YOUR ASSIGNMENT: Give back every line of the data, word for word.

=-=-=

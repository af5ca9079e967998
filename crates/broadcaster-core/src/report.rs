use serde::{Deserialize, Serialize};
use std::collections::VecDeque;

// --- Send outcomes ---

/// Result of one channel for one row: `(succeeded, detail)`.
#[derive(Debug, Clone, PartialEq, Eq, Serialize, Deserialize)]
pub struct SendOutcome {
    /// Whether the message was handed to the remote service.
    pub succeeded: bool,
    /// Short human-readable status.
    pub detail: String,
}

impl SendOutcome {
    /// Detail recorded for a successful delivery.
    pub const SENT: &'static str = "Sent";
    /// Placeholder when the phone cell does not normalize.
    pub const BAD_FORMAT: &'static str = "Bad Format";
    /// Placeholder when the email cell is absent.
    pub const NO_ADDRESS: &'static str = "-";

    /// A successful delivery.
    pub fn sent() -> Self {
        Self {
            succeeded: true,
            detail: Self::SENT.to_string(),
        }
    }

    /// A failed delivery (or a skipped one, for the placeholders).
    pub fn failed(detail: impl Into<String>) -> Self {
        Self {
            succeeded: false,
            detail: detail.into(),
        }
    }

    /// The chat placeholder for rows without a usable phone number.
    pub fn bad_format() -> Self {
        Self::failed(Self::BAD_FORMAT)
    }

    /// The mail placeholder for rows without an email address.
    pub fn no_address() -> Self {
        Self::failed(Self::NO_ADDRESS)
    }
}

/// Both channel outcomes for one processed row.
#[derive(Debug, Clone, PartialEq, Eq, Serialize, Deserialize)]
pub struct RowReport {
    /// 1-based data-row number.
    pub number: usize,
    /// Normalized phone, when the row had one. A send was attempted iff set.
    pub phone: Option<String>,
    /// Email address, when the row had one. A send was attempted iff set.
    pub email: Option<String>,
    /// Chat channel outcome.
    pub chat: SendOutcome,
    /// Mail channel outcome.
    pub mail: SendOutcome,
}

impl RowReport {
    /// Whether a chat send was attempted for this row.
    pub fn chat_attempted(&self) -> bool {
        self.phone.is_some()
    }

    /// Whether a mail send was attempted for this row.
    pub fn mail_attempted(&self) -> bool {
        self.email.is_some()
    }

    /// One-line summary for the scrollback log.
    pub fn log_line(&self) -> String {
        format!(
            "Row {}: {} -> {} | {} -> {}",
            self.number,
            self.phone.as_deref().unwrap_or("Bad Num"),
            self.chat.detail,
            self.email.as_deref().unwrap_or(SendOutcome::NO_ADDRESS),
            self.mail.detail,
        )
    }
}

// --- Run statistics ---

/// Success/failure counters for one broadcast run.
///
/// Only attempted sends are counted; placeholder outcomes are not failures.
#[derive(Debug, Clone, Copy, Default, PartialEq, Eq, Serialize, Deserialize)]
pub struct RunStats {
    /// Chat messages delivered.
    pub tg_ok: u64,
    /// Chat messages attempted and failed.
    pub tg_fail: u64,
    /// Emails delivered.
    pub em_ok: u64,
    /// Emails attempted and failed.
    pub em_fail: u64,
}

impl RunStats {
    /// Folds one row into the counters.
    pub fn record(&mut self, report: &RowReport) {
        if report.chat_attempted() {
            if report.chat.succeeded {
                self.tg_ok += 1;
            } else {
                self.tg_fail += 1;
            }
        }
        if report.mail_attempted() {
            if report.mail.succeeded {
                self.em_ok += 1;
            } else {
                self.em_fail += 1;
            }
        }
    }

    /// Chat sends attempted.
    pub fn chat_total(&self) -> u64 {
        self.tg_ok + self.tg_fail
    }

    /// Mail sends attempted.
    pub fn mail_total(&self) -> u64 {
        self.em_ok + self.em_fail
    }
}

// --- Log window ---

/// Most-recent-first scrollback capped to a fixed number of lines.
#[derive(Debug, Clone, PartialEq, Eq, Serialize, Deserialize)]
pub struct LogWindow {
    entries: VecDeque<String>,
    capacity: usize,
    total: usize,
}

impl LogWindow {
    /// Lines kept visible by default.
    pub const DEFAULT_CAPACITY: usize = 15;

    /// Creates an empty window holding at most `capacity` lines.
    pub fn new(capacity: usize) -> Self {
        Self {
            entries: VecDeque::with_capacity(capacity),
            capacity,
            total: 0,
        }
    }

    /// Adds a line at the top, dropping the oldest when full.
    pub fn push(&mut self, line: impl Into<String>) {
        self.entries.push_front(line.into());
        self.entries.truncate(self.capacity);
        self.total += 1;
    }

    /// Visible lines, newest first.
    pub fn entries(&self) -> impl Iterator<Item = &str> {
        self.entries.iter().map(String::as_str)
    }

    /// Number of visible lines.
    pub fn len(&self) -> usize {
        self.entries.len()
    }

    /// True when nothing has been logged yet.
    pub fn is_empty(&self) -> bool {
        self.entries.is_empty()
    }

    /// Lines pushed over the window's lifetime, including evicted ones.
    pub fn total_pushed(&self) -> usize {
        self.total
    }

    /// Visible lines joined newest first, one per line.
    pub fn render(&self) -> String {
        self.entries().collect::<Vec<_>>().join("\n")
    }
}

impl Default for LogWindow {
    fn default() -> Self {
        Self::new(Self::DEFAULT_CAPACITY)
    }
}

// --- Run lifecycle ---

/// Broadcast state machine states.
#[derive(Debug, Clone, Copy, PartialEq, Eq, Serialize, Deserialize)]
#[serde(rename_all = "snake_case")]
pub enum RunState {
    /// Opening the chat and mail sessions.
    Connecting,
    /// Iterating over rows.
    Sending,
    /// Every row processed, sessions released.
    Completed,
    /// A connection or authorization failure stopped the run before any row.
    Aborted,
}

impl RunState {
    /// `Completed` and `Aborted` are terminal.
    pub fn is_terminal(self) -> bool {
        matches!(self, Self::Completed | Self::Aborted)
    }
}

/// Notifications emitted while a broadcast runs, in order.
#[derive(Debug, Clone, PartialEq, Serialize, Deserialize)]
#[serde(tag = "type", rename_all = "snake_case")]
pub enum RunEvent {
    /// The state machine moved to `state`.
    StateChanged {
        /// New state.
        state: RunState,
    },
    /// One row finished on both channels.
    RowCompleted {
        /// Per-channel outcomes for the row.
        report: RowReport,
        /// Rows completed so far, this one included.
        completed: usize,
        /// Rows in the dataset.
        total: usize,
        /// Counters after this row.
        stats: RunStats,
        /// Scrollback line for this row.
        line: String,
    },
    /// The run finished; final counters.
    Completed {
        /// Final counters.
        stats: RunStats,
        /// Rows processed.
        rows: usize,
    },
    /// The run stopped before sending; no counters are reported.
    Aborted {
        /// Human-readable cause.
        reason: String,
    },
}

impl RunEvent {
    /// Completed fraction in `[0, 1]` for row events.
    pub fn progress(&self) -> Option<f64> {
        match self {
            Self::RowCompleted {
                completed, total, ..
            } if *total > 0 => Some(*completed as f64 / *total as f64),
            _ => None,
        }
    }
}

=-=-=

SOLUTION TO THIS PROBLEM:
repository af5ca9079e967998
filename crates/broadcaster-core/src/report.rs
use serde::{Deserialize, Serialize};
use std::collections::VecDeque;

// --- Send outcomes ---

/// Result of one channel for one row: `(succeeded, detail)`.
#[derive(Debug, Clone, PartialEq, Eq, Serialize, Deserialize)]
pub struct SendOutcome {
    /// Whether the message was handed to the remote service.
    pub succeeded: bool,
    /// Short human-readable status.
    pub detail: String,
}

impl SendOutcome {
    /// Detail recorded for a successful delivery.
    pub const SENT: &'static str = "Sent";
    /// Placeholder when the phone cell does not normalize.
    pub const BAD_FORMAT: &'static str = "Bad Format";
    /// Placeholder when the email cell is absent.
    pub const NO_ADDRESS: &'static str = "-";

    /// A successful delivery.
    pub fn sent() -> Self {
        Self {
            succeeded: true,
            detail: Self::SENT.to_string(),
        }
    }

    /// A failed delivery (or a skipped one, for the placeholders).
    pub fn failed(detail: impl Into<String>) -> Self {
        Self {
            succeeded: false,
            detail: detail.into(),
        }
    }

    /// The chat placeholder for rows without a usable phone number.
    pub fn bad_format() -> Self {
        Self::failed(Self::BAD_FORMAT)
    }

    /// The mail placeholder for rows without an email address.
    pub fn no_address() -> Self {
        Self::failed(Self::NO_ADDRESS)
    }
}

/// Both channel outcomes for one processed row.
#[derive(Debug, Clone, PartialEq, Eq, Serialize, Deserialize)]
pub struct RowReport {
    /// 1-based data-row number.
    pub number: usize,
    /// Normalized phone, when the row had one. A send was attempted iff set.
    pub phone: Option<String>,
    /// Email address, when the row had one. A send was attempted iff set.
    pub email: Option<String>,
    /// Chat channel outcome.
    pub chat: SendOutcome,
    /// Mail channel outcome.
    pub mail: SendOutcome,
}

impl RowReport {
    /// Whether a chat send was attempted for this row.
    pub fn chat_attempted(&self) -> bool {
        self.phone.is_some()
    }

    /// Whether a mail send was attempted for this row.
    pub fn mail_attempted(&self) -> bool {
        self.email.is_some()
    }

    /// One-line summary for the scrollback log.
    pub fn log_line(&self) -> String {
        format!(
            "Row {}: {} -> {} | {} -> {}",
            self.number,
            self.phone.as_deref().unwrap_or("Bad Num"),
            self.chat.detail,
            self.email.as_deref().unwrap_or(SendOutcome::NO_ADDRESS),
            self.mail.detail,
        )
    }
}

// --- Run statistics ---

/// Success/failure counters for one broadcast run.
///
/// Only attempted sends are counted; placeholder outcomes are not failures.
#[derive(Debug, Clone, Copy, Default, PartialEq, Eq, Serialize, Deserialize)]
pub struct RunStats {
    /// Chat messages delivered.
    pub tg_ok: u64,
    /// Chat messages attempted and failed.
    pub tg_fail: u64,
    /// Emails delivered.
    pub em_ok: u64,
    /// Emails attempted and failed.
    pub em_fail: u64,
}

impl RunStats {
    /// Folds one row into the counters.
    pub fn record(&mut self, report: &RowReport) {
        if report.chat_attempted() {
            if report.chat.succeeded {
                self.tg_ok += 1;
            } else {
                self.tg_fail += 1;
            }
        }
        if report.mail_attempted() {
            if report.mail.succeeded {
                self.em_ok += 1;
            } else {
                self.em_fail += 1;
            }
        }
    }

    /// Chat sends attempted.
    pub fn chat_total(&self) -> u64 {
        self.tg_ok + self.tg_fail
    }

    /// Mail sends attempted.
    pub fn mail_total(&self) -> u64 {
        self.em_ok + self.em_fail
    }
}

// --- Log window ---

/// Most-recent-first scrollback capped to a fixed number of lines.
#[derive(Debug, Clone, PartialEq, Eq, Serialize, Deserialize)]
pub struct LogWindow {
    entries: VecDeque<String>,
    capacity: usize,
    total: usize,
}

impl LogWindow {
    /// Lines kept visible by default.
    pub const DEFAULT_CAPACITY: usize = 15;

    /// Creates an empty window holding at most `capacity` lines.
    pub fn new(capacity: usize) -> Self {
        Self {
            entries: VecDeque::with_capacity(capacity),
            capacity,
            total: 0,
        }
    }

    /// Adds a line at the top, dropping the oldest when full.
    pub fn push(&mut self, line: impl Into<String>) {
        self.entries.push_front(line.into());
        self.entries.truncate(self.capacity);
        self.total += 1;
    }

    /// Visible lines, newest first.
    pub fn entries(&self) -> impl Iterator<Item = &str> {
        self.entries.iter().map(String::as_str)
    }

    /// Number of visible lines.
    pub fn len(&self) -> usize {
        self.entries.len()
    }

    /// True when nothing has been logged yet.
    pub fn is_empty(&self) -> bool {
        self.entries.is_empty()
    }

    /// Lines pushed over the window's lifetime, including evicted ones.
    pub fn total_pushed(&self) -> usize {
        self.total
    }

    /// Visible lines joined newest first, one per line.
    pub fn render(&self) -> String {
        self.entries().collect::<Vec<_>>().join("\n")
    }
}

impl Default for LogWindow {
    fn default() -> Self {
        Self::new(Self::DEFAULT_CAPACITY)
    }
}

// --- Run lifecycle ---

/// Broadcast state machine states.
#[derive(Debug, Clone, Copy, PartialEq, Eq, Serialize, Deserialize)]
#[serde(rename_all = "snake_case")]
pub enum RunState {
    /// Opening the chat and mail sessions.
    Connecting,
    /// Iterating over rows.
    Sending,
    /// Every row processed, sessions released.
    Completed,
    /// A connection or authorization failure stopped the run before any row.
    Aborted,
}

impl RunState {
    /// `Completed` and `Aborted` are terminal.
    pub fn is_terminal(self) -> bool {
        matches!(self, Self::Completed | Self::Aborted)
    }
}

/// Notifications emitted while a broadcast runs, in order.
#[derive(Debug, Clone, PartialEq, Serialize, Deserialize)]
#[serde(tag = "type", rename_all = "snake_case")]
pub enum RunEvent {
    /// The state machine moved to `state`.
    StateChanged {
        /// New state.
        state: RunState,
    },
    /// One row finished on both channels.
    RowCompleted {
        /// Per-channel outcomes for the row.
        report: RowReport,
        /// Rows completed so far, this one included.
        completed: usize,
        /// Rows in the dataset.
        total: usize,
        /// Counters after this row.
        stats: RunStats,
        /// Scrollback line for this row.
        line: String,
    },
    /// The run finished; final counters.
    Completed {
        /// Final counters.
        stats: RunStats,
        /// Rows processed.
        rows: usize,
    },
    /// The run stopped before sending; no counters are reported.
    Aborted {
        /// Human-readable cause.
        reason: String,
    },
}

impl RunEvent {
    /// Completed fraction in `[0, 1]` for row events.
    pub fn progress(&self) -> Option<f64> {
        match self {
            Self::RowCompleted {
                completed, total, ..
            } if *total > 0 => Some(*completed as f64 / *total as f64),
            _ => None,
        }
    }
}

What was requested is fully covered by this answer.